- [Task to complete]: Give the entries again, exactly as they stand.

Saved data entries:
━━━━━━━━━━━━━━━━━━━━━━━━━━━━━━
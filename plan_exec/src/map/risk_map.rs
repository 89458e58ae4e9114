//! # Risk voxel map
//!
//! Maintains the spatio-temporal risk tensor: per voxel, an occupancy
//! probability at each of several future time slices, centered on the vehicle
//! at the last update instant. The planner never reads the working buffer
//! directly; each update swaps in a freshly built [`RiskSnapshot`] and a
//! planning cycle holds one snapshot for its whole duration.

// ------------------------------------------------------------------------------------------------
// IMPORTS
// ------------------------------------------------------------------------------------------------

use std::sync::Arc;

use comms_if::{egress::OccupancyCloudMsg, ingress::PointCloudMsg};
use log::debug;
use nalgebra::Vector3;
use ndarray::Array2;

use crate::params::{MapParams, PredictorKind};

use super::grid::{GridError, VoxelGrid};
use super::predictor::{GroundTruthPredictor, ParticleFlowPredictor, Predictor};

// ------------------------------------------------------------------------------------------------
// ENUMS
// ------------------------------------------------------------------------------------------------

/// Result of an occupancy query.
///
/// Out-of-range queries are reported as such, never defaulted to free or
/// occupied; the caller decides how unknown space is treated.
#[derive(Debug, Clone, Copy, PartialEq, Eq)]
pub enum Occupancy {
    Free,
    Occupied,
    OutOfRange,
}

// ------------------------------------------------------------------------------------------------
// STRUCTS
// ------------------------------------------------------------------------------------------------

/// An immutable snapshot of the risk tensor, valid for one planning cycle.
#[derive(Debug)]
pub struct RiskSnapshot {
    /// Grid geometry at the snapshot instant.
    pub grid: VoxelGrid,

    /// World-frame position of the map center (the vehicle pose at the
    /// update instant).
    pub center_m: Vector3<f64>,

    /// Session time of the update, in seconds.
    pub stamp_s: f64,

    /// Separation between time slices, in seconds.
    pub time_resolution_s: f64,

    /// Risk values, shape `(voxel_count, prediction_slices)`.
    risk: Array2<f32>,

    /// Integer offsets of the clearance sphere used for query-time inflation.
    kernel: Vec<Vector3<i64>>,

    /// Summed kernel risk above which a query is occupied.
    threshold: f32,
}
━━━━━━━━━━━━━━━━━━━━━━━━━━━━━━
- [Result for this exercise]:
filename plan_exec/src/map/risk_map.rs
repository 89458e58ae4e9114
//! # Risk voxel map
//!
//! Maintains the spatio-temporal risk tensor: per voxel, an occupancy
//! probability at each of several future time slices, centered on the vehicle
//! at the last update instant. The planner never reads the working buffer
//! directly; each update swaps in a freshly built [`RiskSnapshot`] and a
//! planning cycle holds one snapshot for its whole duration.

// ------------------------------------------------------------------------------------------------
// IMPORTS
// ------------------------------------------------------------------------------------------------

use std::sync::Arc;

use comms_if::{egress::OccupancyCloudMsg, ingress::PointCloudMsg};
use log::debug;
use nalgebra::Vector3;
use ndarray::Array2;

use crate::params::{MapParams, PredictorKind};

use super::grid::{GridError, VoxelGrid};
use super::predictor::{GroundTruthPredictor, ParticleFlowPredictor, Predictor};

// ------------------------------------------------------------------------------------------------
// ENUMS
// ------------------------------------------------------------------------------------------------

/// Result of an occupancy query.
///
/// Out-of-range queries are reported as such, never defaulted to free or
/// occupied; the caller decides how unknown space is treated.
#[derive(Debug, Clone, Copy, PartialEq, Eq)]
pub enum Occupancy {
    Free,
    Occupied,
    OutOfRange,
}

// ------------------------------------------------------------------------------------------------
// STRUCTS
// ------------------------------------------------------------------------------------------------

/// An immutable snapshot of the risk tensor, valid for one planning cycle.
#[derive(Debug)]
pub struct RiskSnapshot {
    /// Grid geometry at the snapshot instant.
    pub grid: VoxelGrid,

    /// World-frame position of the map center (the vehicle pose at the
    /// update instant).
    pub center_m: Vector3<f64>,

    /// Session time of the update, in seconds.
    pub stamp_s: f64,

    /// Separation between time slices, in seconds.
    pub time_resolution_s: f64,

    /// Risk values, shape `(voxel_count, prediction_slices)`.
    risk: Array2<f32>,

    /// Integer offsets of the clearance sphere used for query-time inflation.
    kernel: Vec<Vector3<i64>>,

    /// Summed kernel risk above which a query is occupied.
    threshold: f32,
}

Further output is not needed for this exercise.